Nolan's got a skill for cast and bringing together epic ensembles, and Oppenheimer is no exception. Praise will rightly be poured on a lot of the cast members: Downey Jr. sheds the slick Tony Stark swagger to play a compelling cagey politician. Blunt brings bite to a role that is woefully two-dimensional, yet fun to watch because of her verve. David Krumholtz is a solid scene-stealer as physicist Isidor Isaac Rabi, bringing in a mischievousness and humility that many of his scientist's onscreen colleagues lack. David Dastmalchian is satisfyingly grim as a fearsome foe with an ax to grind. Murphy will no doubt be heralded — perhaps by the Academy too — for his reserved yet largely riveting portrayal of a complicated man. (That Oppenheimer falls into the trap of behaving like it's only male geniuses who are complicated can not be blamed on Murphy). However, Matt Damon proved to be the most surprising and thrilling performer in the bunch. 

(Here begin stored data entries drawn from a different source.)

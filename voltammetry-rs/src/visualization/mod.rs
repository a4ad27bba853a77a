//! Voltammogram charts.
//!
//! Each chart is a set of per-cycle line series drawn with plotters and saved
//! twice: a PNG through the bitmap backend and an SVG through the SVG backend.
//! Cycles are coloured along the magma colormap by their position in the file.

use std::ffi::OsString;
use std::path::{Path, PathBuf};

use palette::{Mix, Srgb};
use plotters::coord::Shift;
use plotters::prelude::*;
use plotters_bitmap::BitMapBackend;
use plotters_svg::SVGBackend;
use thiserror::Error;

use crate::config::{PlotConfig, ScanSelection};

/// Errors that can occur during visualization.
#[derive(Error, Debug)]
pub enum VisualizationError {
    #[error("Plotting error: {0}")]
    PlottingError(String),
}

/// Result type for visualization operations.
pub type Result<T> = std::result::Result<T, VisualizationError>;

/// Height all font and margin sizes are expressed against.
const REFERENCE_HEIGHT: f64 = 480.0;

/// Magma colormap sampled at nine evenly spaced stops.
const MAGMA_STOPS: [(u8, u8, u8); 9] = [
    (0, 0, 4),
    (28, 16, 68),
    (79, 18, 123),
    (129, 37, 129),
    (181, 54, 122),
    (229, 80, 100),
    (251, 135, 97),
    (254, 194, 135),
    (252, 253, 191),
];

/// Sample the magma colormap at `t` in `[0, 1]`.
///
/// Values outside the range are clamped and NaN maps to the darkest stop.
pub fn magma(t: f64) -> RGBColor {
    let t = if t.is_nan() { 0.0 } else { t.clamp(0.0, 1.0) };
    let last = MAGMA_STOPS.len() - 1;
    let scaled = t * last as f64;
    let lo = (scaled.floor() as usize).min(last);
    let hi = (lo + 1).min(last);
    let frac = (scaled - lo as f64) as f32;

    let (r0, g0, b0) = MAGMA_STOPS[lo];
    let (r1, g1, b1) = MAGMA_STOPS[hi];
    let a: Srgb<f32> = Srgb::new(r0, g0, b0).into_format();
    let b: Srgb<f32> = Srgb::new(r1, g1, b1).into_format();
    let mixed: Srgb<u8> = a.mix(b, frac).into_format();

    RGBColor(mixed.red, mixed.green, mixed.blue)
}

/// Colour of cycle `index` out of `num_cycles`, independent of trimming.
pub fn cycle_color(index: usize, num_cycles: usize) -> RGBColor {
    if num_cycles == 0 {
        return magma(0.0);
    }
    magma(index as f64 / num_cycles as f64)
}

/// Quantity on the y axis.
#[derive(Debug, Clone, Copy, PartialEq, Eq)]
pub enum Quantity {
    CurrentDensity,
    Capacitance,
}

impl Quantity {
    pub const ALL: [Quantity; 2] = [Quantity::CurrentDensity, Quantity::Capacitance];

    pub fn file_tag(self) -> &'static str {
        match self {
            Quantity::CurrentDensity => "density",
            Quantity::Capacitance => "capacitance",
        }
    }

    pub fn axis_label(self) -> &'static str {
        match self {
            Quantity::CurrentDensity => "Current Density (A/m^2)",
            Quantity::Capacitance => "Capacitance (F/m^2)",
        }
    }
}

/// Voltage reference on the x axis.
#[derive(Debug, Clone, Copy, PartialEq, Eq)]
pub enum VoltageReference {
    AgAgCl,
    Rhe,
}

impl VoltageReference {
    pub const ALL: [VoltageReference; 2] = [VoltageReference::AgAgCl, VoltageReference::Rhe];

    pub fn file_tag(self) -> &'static str {
        match self {
            VoltageReference::AgAgCl => "AgAgCl",
            VoltageReference::Rhe => "RHE",
        }
    }

    pub fn axis_label(self) -> &'static str {
        match self {
            VoltageReference::AgAgCl => "Voltage (V) vs Ag/AgCl",
            VoltageReference::Rhe => "Voltage vs RHE (V)",
        }
    }

    fn title_suffix(self) -> &'static str {
        match self {
            VoltageReference::AgAgCl => "",
            VoltageReference::Rhe => " (RHE)",
        }
    }
}

/// Identifies one of the charts produced per input file.
#[derive(Debug, Clone, Copy, PartialEq, Eq)]
pub struct ChartKind {
    pub selection: ScanSelection,
    pub quantity: Quantity,
    pub reference: VoltageReference,
}

impl ChartKind {
    /// The four charts for a scan selection, in output order.
    pub fn all(selection: ScanSelection) -> Vec<ChartKind> {
        VoltageReference::ALL
            .iter()
            .flat_map(|&reference| {
                Quantity::ALL.iter().map(move |&quantity| ChartKind {
                    selection,
                    quantity,
                    reference,
                })
            })
            .collect()
    }

    /// `{basename}_{selection}_{quantity}_{reference}`, without extension.
    pub fn file_stem(&self, basename: &str) -> String {
        format!(
            "{}_{}_{}_{}",
            basename,
            self.selection.file_tag(),
            self.quantity.file_tag(),
            self.reference.file_tag()
        )
    }

    pub fn title(&self, basename: &str) -> String {
        format!(
            "{} - {}{}",
            basename,
            self.selection.title(),
            self.reference.title_suffix()
        )
    }
}

/// One labelled curve on a chart.
#[derive(Debug, Clone)]
pub struct Series<'a> {
    pub label: String,
    pub color: RGBColor,
    pub x: &'a [f64],
    pub y: &'a [f64],
}

/// Append `.{ext}` to a path without touching dots already in the name.
pub fn with_suffix(stem: &Path, ext: &str) -> PathBuf {
    let mut name = OsString::from(stem.as_os_str());
    name.push(".");
    name.push(ext);
    PathBuf::from(name)
}

/// Render a chart to `{stem}.png` and `{stem}.svg`.
///
/// A chart without series is still written, with default axis ranges and an
/// empty legend.
///
/// # Returns
///
/// The paths of the written PNG and SVG files.
pub fn render_chart(
    stem: &Path,
    title: &str,
    kind: &ChartKind,
    series: &[Series<'_>],
    config: &PlotConfig,
) -> Result<[PathBuf; 2]> {
    let png_path = with_suffix(stem, "png");
    let svg_path = with_suffix(stem, "svg");

    {
        let root = BitMapBackend::new(&png_path, (config.width, config.height)).into_drawing_area();
        draw_chart(&root, title, kind, series, config)?;
    }
    {
        let root =
            SVGBackend::new(&svg_path, (config.svg_width, config.svg_height)).into_drawing_area();
        draw_chart(&root, title, kind, series, config)?;
    }

    Ok([png_path, svg_path])
}

fn plot_err<E: std::fmt::Display>(e: E) -> VisualizationError {
    VisualizationError::PlottingError(e.to_string())
}

fn draw_chart<DB: DrawingBackend>(
    root: &DrawingArea<DB, Shift>,
    title: &str,
    kind: &ChartKind,
    series: &[Series<'_>],
    config: &PlotConfig,
) -> Result<()> {
    let (_, height) = root.dim_in_pixel();
    let unit = (height as f64 / REFERENCE_HEIGHT).max(0.25);
    let px = |v: f64| (v * unit).round() as u32;

    root.fill(&WHITE).map_err(plot_err)?;

    let (x_min, x_max, y_min, y_max) = compute_bounds(series);
    let x_padding = (x_max - x_min) * 0.05;
    let y_padding = (y_max - y_min) * 0.05;

    let mut builder = ChartBuilder::on(root);
    builder.margin(px(12.0));
    if config.labels {
        builder
            .caption(title, ("sans-serif", px(16.0)))
            .x_label_area_size(px(45.0))
            .y_label_area_size(px(75.0));
    }

    let mut chart = builder
        .build_cartesian_2d(
            (x_min - x_padding)..(x_max + x_padding),
            (y_min - y_padding)..(y_max + y_padding),
        )
        .map_err(plot_err)?;

    if config.labels {
        chart
            .configure_mesh()
            .disable_x_mesh()
            .disable_y_mesh()
            .x_desc(kind.reference.axis_label())
            .y_desc(kind.quantity.axis_label())
            .label_style(("sans-serif", px(11.0)))
            .axis_desc_style(("sans-serif", px(13.0)))
            .y_label_formatter(&|v| format_tick(*v))
            .draw()
            .map_err(plot_err)?;
    }

    let stroke = px(config.line_width as f64 / 2.0).max(1);

    for s in series {
        let color = s.color;
        for (run_idx, run) in finite_runs(s.x, s.y).into_iter().enumerate() {
            let anno = chart
                .draw_series(LineSeries::new(run, color.stroke_width(stroke)))
                .map_err(plot_err)?;
            if run_idx == 0 {
                let legend_len = px(20.0) as i32;
                anno.label(s.label.as_str()).legend(move |(x, y)| {
                    PathElement::new(vec![(x, y), (x + legend_len, y)], color.stroke_width(stroke))
                });
            }
        }
    }

    if config.labels {
        chart
            .configure_series_labels()
            .position(SeriesLabelPosition::UpperRight)
            .label_font(("sans-serif", px(11.0)))
            .border_style(BLACK.mix(0.4))
            .background_style(WHITE.mix(0.8))
            .draw()
            .map_err(plot_err)?;
    }

    root.present().map_err(plot_err)?;

    Ok(())
}

/// Split a curve into runs of consecutive finite points so gaps stay gaps.
fn finite_runs(x: &[f64], y: &[f64]) -> Vec<Vec<(f64, f64)>> {
    let mut runs = Vec::new();
    let mut current = Vec::new();

    for (&xv, &yv) in x.iter().zip(y) {
        if xv.is_finite() && yv.is_finite() {
            current.push((xv, yv));
        } else if !current.is_empty() {
            runs.push(std::mem::take(&mut current));
        }
    }
    if !current.is_empty() {
        runs.push(current);
    }

    runs
}

/// Compute the bounds (min/max) for x and y over every finite point.
fn compute_bounds(series: &[Series<'_>]) -> (f64, f64, f64, f64) {
    let mut x_min = f64::MAX;
    let mut x_max = f64::MIN;
    let mut y_min = f64::MAX;
    let mut y_max = f64::MIN;

    for s in series {
        for (&x, &y) in s.x.iter().zip(s.y) {
            if !(x.is_finite() && y.is_finite()) {
                continue;
            }
            x_min = x_min.min(x);
            x_max = x_max.max(x);
            y_min = y_min.min(y);
            y_max = y_max.max(y);
        }
    }

    if x_min > x_max {
        // Nothing to draw
        return (0.0, 1.0, 0.0, 1.0);
    }

    let (x_min, x_max) = widen_if_flat(x_min, x_max);
    let (y_min, y_max) = widen_if_flat(y_min, y_max);

    (x_min, x_max, y_min, y_max)
}

/// Give a zero-width range some extent, proportional to its magnitude.
///
/// Flatness is judged relative to the values, so small but real spreads
/// such as nF-scale capacitances are kept as they are.
fn widen_if_flat(lo: f64, hi: f64) -> (f64, f64) {
    let magnitude = lo.abs().max(hi.abs());
    if hi - lo > magnitude * 4.0 * f64::EPSILON {
        return (lo, hi);
    }
    let pad = if magnitude > 0.0 { magnitude * 0.1 } else { 1.0 };
    (lo - pad, hi + pad)
}

/// Plain decimal ticks, switching to scientific notation for very small or
/// very large magnitudes.
fn format_tick(v: f64) -> String {
    let magnitude = v.abs();
    if magnitude != 0.0 && !(1e-2..1e4).contains(&magnitude) {
        format!("{:.2e}", v)
    } else {
        format!("{:.3}", v)
    }
}
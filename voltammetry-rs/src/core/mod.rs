//! Core data types and I/O operations.

pub mod loaders;
pub mod writers;

pub use loaders::{load_experiment, Cycle, Experiment, LoaderError};
pub use writers::{ensure_dir, write_curves_csv, WriteError};
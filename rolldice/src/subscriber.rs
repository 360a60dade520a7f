//! ## 消费组协调者
//!
//! 后台任务反复运行消费组会话，直到共享的取消令牌被触发；
//! 传输层结束会话（如再均衡）时重新武装就绪门并再次加入。
//! 控制循环见 [`crate::lifecycle`]。

use crate::{
    Telemetry,
    domain::{GroupClient, RecordHandler},
    errors::TransportError,
    record::ConsumedRecord,
};
use std::sync::Arc;
use tokio::sync::watch;
use tokio_util::sync::CancellationToken;
use tracing::{Instrument, debug, error, info, info_span, instrument, warn};

/// 就绪门
///
/// 每轮会话只触发一次，重新加入前可再次武装。
#[derive(Debug, Clone)]
pub struct ReadyGate {
    tx: Arc<watch::Sender<bool>>,
}

impl ReadyGate {
    /// 构造未触发的就绪门
    pub fn new() -> Self {
        Self {
            tx: Arc::new(watch::Sender::new(false)),
        }
    }

    /// 触发，首次触发返回 `true`
    pub fn fire(&self) -> bool {
        self.tx.send_if_modified(|ready| {
            if *ready {
                false
            } else {
                *ready = true;
                true
            }
        })
    }

    /// 重新武装
    pub fn rearm(&self) {
        self.tx.send_replace(false);
    }

    /// 是否已触发
    pub fn is_ready(&self) -> bool {
        *self.tx.borrow()
    }

    /// 等待触发
    pub async fn wait(&self) {
        let mut rx = self.tx.subscribe();
        let _ = rx.wait_for(|ready| *ready).await;
    }
}

impl Default for ReadyGate {
    fn default() -> Self {
        Self::new()
    }
}

/// 消费组会话
///
/// 由协调者创建，后台消费任务与控制循环共享。
#[derive(Debug)]
pub struct Session {
    cancel: CancellationToken,
    ready: ReadyGate,
    telemetry: Telemetry,
}

impl Session {
    /// 构造会话
    pub fn new(telemetry: Telemetry) -> Self {
        Self {
            cancel: CancellationToken::new(),
            ready: ReadyGate::new(),
            telemetry,
        }
    }

    /// 标记已认领分区
    pub fn mark_ready(&self) {
        if self.ready.fire() {
            info!("消费组会话就绪");
        }
    }

    /// 就绪门
    pub fn ready(&self) -> &ReadyGate {
        &self.ready
    }

    /// 取消会话
    pub fn cancel(&self) {
        self.cancel.cancel();
    }

    /// 是否已取消
    pub fn is_cancelled(&self) -> bool {
        self.cancel.is_cancelled()
    }

    /// 等待取消
    pub async fn cancelled(&self) {
        self.cancel.cancelled().await
    }

    /// 分派一条记录
    ///
    /// 以记录头中的追踪上下文为父级开启 span，处理器返回即视为已处理，
    /// 处理器错误只记录，不中断消费。
    pub async fn deliver<H: RecordHandler>(&self, handler: &H, record: ConsumedRecord) {
        let span = info_span!(
            "consume_record",
            topic = %record.topic,
            partition = record.partition,
            offset = record.offset
        );
        self.telemetry.adopt(&span, &record.headers);
        match handler.handle(record).instrument(span.clone()).await {
            Ok(()) => debug!(parent: &span, "记录处理完成"),
            Err(e) => error!(parent: &span, "记录处理失败：{e}"),
        }
    }
}

/// 流量控制
///
/// 暂停与恢复严格交替。
#[derive(Debug, Default)]
pub struct FlowControl {
    paused: bool,
}

impl FlowControl {
    /// 是否已暂停
    pub fn is_paused(&self) -> bool {
        self.paused
    }

    /// 切换暂停与恢复，返回切换后的暂停状态
    ///
    /// 客户端操作失败时状态不变。
    pub fn toggle<C: GroupClient>(&mut self, client: &C) -> Result<bool, TransportError> {
        if self.paused {
            client.resume_all()?;
            info!("恢复消费");
        } else {
            client.pause_all()?;
            info!("暂停消费");
        }
        self.paused = !self.paused;
        Ok(self.paused)
    }
}

/// 消费组协调者
pub struct Coordinator<C, H> {
    pub(crate) client: Arc<C>,
    pub(crate) handler: Arc<H>,
    pub(crate) session: Arc<Session>,
    pub(crate) flow: FlowControl,
}

impl<C, H> Coordinator<C, H>
where
    C: GroupClient,
    H: RecordHandler,
{
    /// 构造协调者
    pub fn new(client: C, handler: H, telemetry: Telemetry) -> Self {
        Self {
            client: Arc::new(client),
            handler: Arc::new(handler),
            session: Arc::new(Session::new(telemetry)),
            flow: FlowControl::default(),
        }
    }
}

/// 后台消费循环
///
/// 唯一的退出条件是会话被取消；消费错误不可恢复。
#[instrument(name = "consume_loop", skip_all)]
pub(crate) async fn consume_loop<C, H>(client: Arc<C>, handler: Arc<H>, session: Arc<Session>)
where
    C: GroupClient,
    H: RecordHandler,
{
    loop {
        if let Err(e) = client.consume(handler.as_ref(), &session).await {
            error!("消费组会话异常：{e}");
            session.cancel();
            panic!("消费组会话异常终止");
        }

        if session.is_cancelled() {
            info!("收到关闭信号，退出消费循环");
            break;
        }

        warn!("消费组会话被传输层结束，重新加入");
        session.ready().rearm();
        tokio::task::yield_now().await;
    }
}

As the general bullying about the scientists of Los Alamos, he's a jarring breath of fresh air. Where they ponder and speak with clever poetry and sophistication, he speaks bluntly with no concern for hurt feelings or wounded egos, and so nearly every one of his lines hits like a punchline. It's brazen and bizarrely funny in the midst of so much darkness. But the comic relief here is more than that. Damon's general is also one of the chief symbols of the danger of nationalism in Oppenheimer. His resolute attitude and bravado become as much a red flag as an amusement. It's one of Nolan's subtler, yet most effective political statements within the film. 


Related Stories
  • There is a lot of Acting in this explosive new 'Oppenheimer' trailer
  • Someone put 'Tenet' on a Game Boy Advance cartridge to spite Christopher Nolan
  • Florence Pugh sweats her way through 'Hot Ones', demonstrates how to make tea
  • 38 best dramas on Netflix for when you want to feel something
  • Rare footage shows daily life in Hiroshima before the atomic bomb was dropped on it

Oppenheimer has a troubling omission.

A black and white photo of a crowd of people in a court room. Credit: Melinda Sue Gordon/Universal Pictures

Unquestionably, Nolan's tackling a massively ambitious endeavor with Oppenheimer, unfurling a story that not only includes dozens of characters, decades of real events, complicated political debates, and dizzying scientific explanations. He aims to propel it through star power, character study, and a literally seat-rattling score. But for all the historic name-dropping and scenes of debate about the bomb's intentions and its impact, there's a disturbing omission: Japan. 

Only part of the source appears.